Naomi cukup terkejut mendengar pengujaran Brielle yang begitu santai, namun lebih tepatnya lagi seperti berserah. Memandang wanita berdaster biru itu dan membiarkan Brielle mengambil kue tart yang ditaburi potongan stroberi, anggur, dan nanas dari lemari pendingin. Ia pun kembali bertanya ketika Brielle duduk lagi di sebelahnya, "bagaimana dengan Leonardo?"
Lagi-lagi itulah yang membuat Naomi cemas. Relasi Brielle dengan lelaki yang sangat dicintainya itu tak boleh kandas.
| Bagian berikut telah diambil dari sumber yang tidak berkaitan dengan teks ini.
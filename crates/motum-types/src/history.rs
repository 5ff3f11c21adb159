//! Per-tick history and the episode report built from it.

use chrono::{DateTime, Utc};
use serde::{Deserialize, Serialize};
use uuid::Uuid;

use crate::error::MotumError;

/// Externally visible state of a task.
#[derive(Debug, Clone, Copy, PartialEq, Eq, Hash, Serialize, Deserialize)]
#[serde(rename_all = "SCREAMING_SNAKE_CASE")]
pub enum TaskState {
    Pending,
    Running,
    Succeeded,
    /// Only set when the episode is aborted.
    Failed,
}

/// Where a monitor stands on a given tick.
#[derive(Debug, Clone, Copy, PartialEq, Eq, Hash, Serialize, Deserialize)]
#[serde(rename_all = "snake_case")]
pub enum MonitorPhase {
    /// Gated out by its start monitors; its value was carried over.
    Inactive,
    /// Evaluated and false.
    Running,
    /// Evaluated (or latched) true.
    Satisfied,
}

/// One row of the append-only tick history.
#[derive(Debug, Clone, PartialEq, Serialize, Deserialize)]
pub struct TickHistoryEntry {
    pub tick: u64,
    /// Control time in seconds (`tick * sample_period`).
    pub time: f64,
    /// Indexed like [`EpisodeReport::monitors`].
    pub monitors: Vec<bool>,
    pub monitor_phases: Vec<MonitorPhase>,
    /// Indexed like [`EpisodeReport::tasks`].
    pub tasks: Vec<TaskState>,
}

#[derive(Debug, Clone, PartialEq, Serialize, Deserialize)]
pub struct MonitorSummary {
    pub name: String,
    pub kind: String,
    pub start_monitors: Vec<String>,
}

#[derive(Debug, Clone, PartialEq, Serialize, Deserialize)]
pub struct TaskSummary {
    /// `{goal}/{task}`.
    pub name: String,
    pub constraints: Vec<String>,
    pub start_monitors: Vec<String>,
    pub hold_monitors: Vec<String>,
    pub end_monitors: Vec<String>,
    pub final_state: TaskState,
}

#[derive(Debug, Clone, PartialEq, Serialize, Deserialize)]
#[serde(tag = "result", content = "error", rename_all = "SCREAMING_SNAKE_CASE")]
pub enum EpisodeOutcome {
    Success,
    Failure(MotumError),
}

impl EpisodeOutcome {
    pub fn is_success(&self) -> bool {
        matches!(self, EpisodeOutcome::Success)
    }
}

/// Streamed while an episode runs.
#[derive(Debug, Clone, PartialEq, Serialize, Deserialize)]
pub enum EpisodeStatus {
    Running { tick: u64, time: f64 },
    Finished(EpisodeOutcome),
}

/// Everything an external reporter needs about one finished episode.
#[derive(Debug, Clone, PartialEq, Serialize, Deserialize)]
pub struct EpisodeReport {
    pub id: Uuid,
    pub started_at: DateTime<Utc>,
    pub finished_at: DateTime<Utc>,
    pub outcome: EpisodeOutcome,
    pub ticks_executed: u64,
    pub sensor_timeouts: u64,
    pub monitors: Vec<MonitorSummary>,
    pub tasks: Vec<TaskSummary>,
    pub history: Vec<TickHistoryEntry>,
}

#[cfg(test)]
mod tests {
    use super::*;

    #[test]
    fn outcome_serialises_with_result_tag() {
        let json = serde_json::to_value(EpisodeOutcome::Success).unwrap();
        assert_eq!(json["result"], "SUCCESS");
        let failed = EpisodeOutcome::Failure(MotumError::Cancelled("ctrl-c".into()));
        let json = serde_json::to_value(&failed).unwrap();
        assert_eq!(json["result"], "FAILURE");
        assert!(!failed.is_success());
    }

    #[test]
    fn task_state_uses_upper_case_labels() {
        assert_eq!(serde_json::to_string(&TaskState::Succeeded).unwrap(), "\"SUCCEEDED\"");
    }
}
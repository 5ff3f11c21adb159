//! `motum-goals` – from motion request to solver constraints.
//!
//! # Modules
//!
//! | Module | Contents |
//! |---|---|
//! | [`compiler`] | [`GoalCompiler`]: registries of kinds, request → [`CompiledGoal`] |
//! | [`constraints`] | Built-in constraint kinds |
//! | [`monitors`] | Monitor-kind registry entries for the kernel's monitor kinds |
//! | [`goal`] | [`ConstraintFactory`], [`ConstraintKind`], [`GoalTask`] |
//! | [`params`] | Schema-checked parameter parsing with field-path errors |
//! | [`registry`] | Name → factory table with close-match suggestions |
//! | [`collision`] | [`CollisionPolicy`] and per-tick [`CollisionSynthesizer`] |

pub mod collision;
pub mod compiler;
pub mod constraints;
pub mod goal;
pub mod monitors;
pub mod params;
pub mod registry;

pub use collision::{CollisionConstraints, CollisionPolicy, CollisionSynthesizer};
pub use compiler::{CompiledGoal, GoalCompiler, Task};
pub use goal::{BuildContext, ConstraintFactory, ConstraintKind, GoalTask};
pub use monitors::{MonitorFactory, MonitorKind};
pub use params::ParamError;
pub use registry::Registry;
Naomi bertanya ketika Brielle menoleh, "hubungan kalian akan berlanjut 'kan, Elle?"
Dengan satu tarikan napas, Brielle menggeleng. "Seperti yang kemarin-kemarin aku bilang, aku ingin semuanya berakhir."
"Kau kejam, Elle!" sentak Naomi yang tiba-tiba bangun dari kursi makan lalu meninggalkan Brielle yang menahan rasa sakit di hatinya dengan memasukkan sesendok kue ke mulutnya sendiri tanpa melihat wajah marah Naomi.
"Kau keterlaluan! Kalau tahu akhirnya akan mengecewakanku seperti ini, tidak sudi aku membiarkan Leonardo mendekatimu saat dulu!" tambahnya lagi sambil berlalu sebelum dua tangannya menjambak rambut Brielle. Ia pun angkat kaki dari dapur dan memilih masuk ke kamar dengan muka merah dan mata berair. Menangis di dalam kamarnya.
Tinggallah Brielle di meja makan sendirian. Ia mengusap mulutnya setelah menelan kue yang baru saja ia kunyah. "Aku tidak pernah memintamu untuk memberikan Leonardo padaku," lirihnya yang juga sudah menangis. "Kau sendiri yang mengizinkan Leonardo untuk mengenalku."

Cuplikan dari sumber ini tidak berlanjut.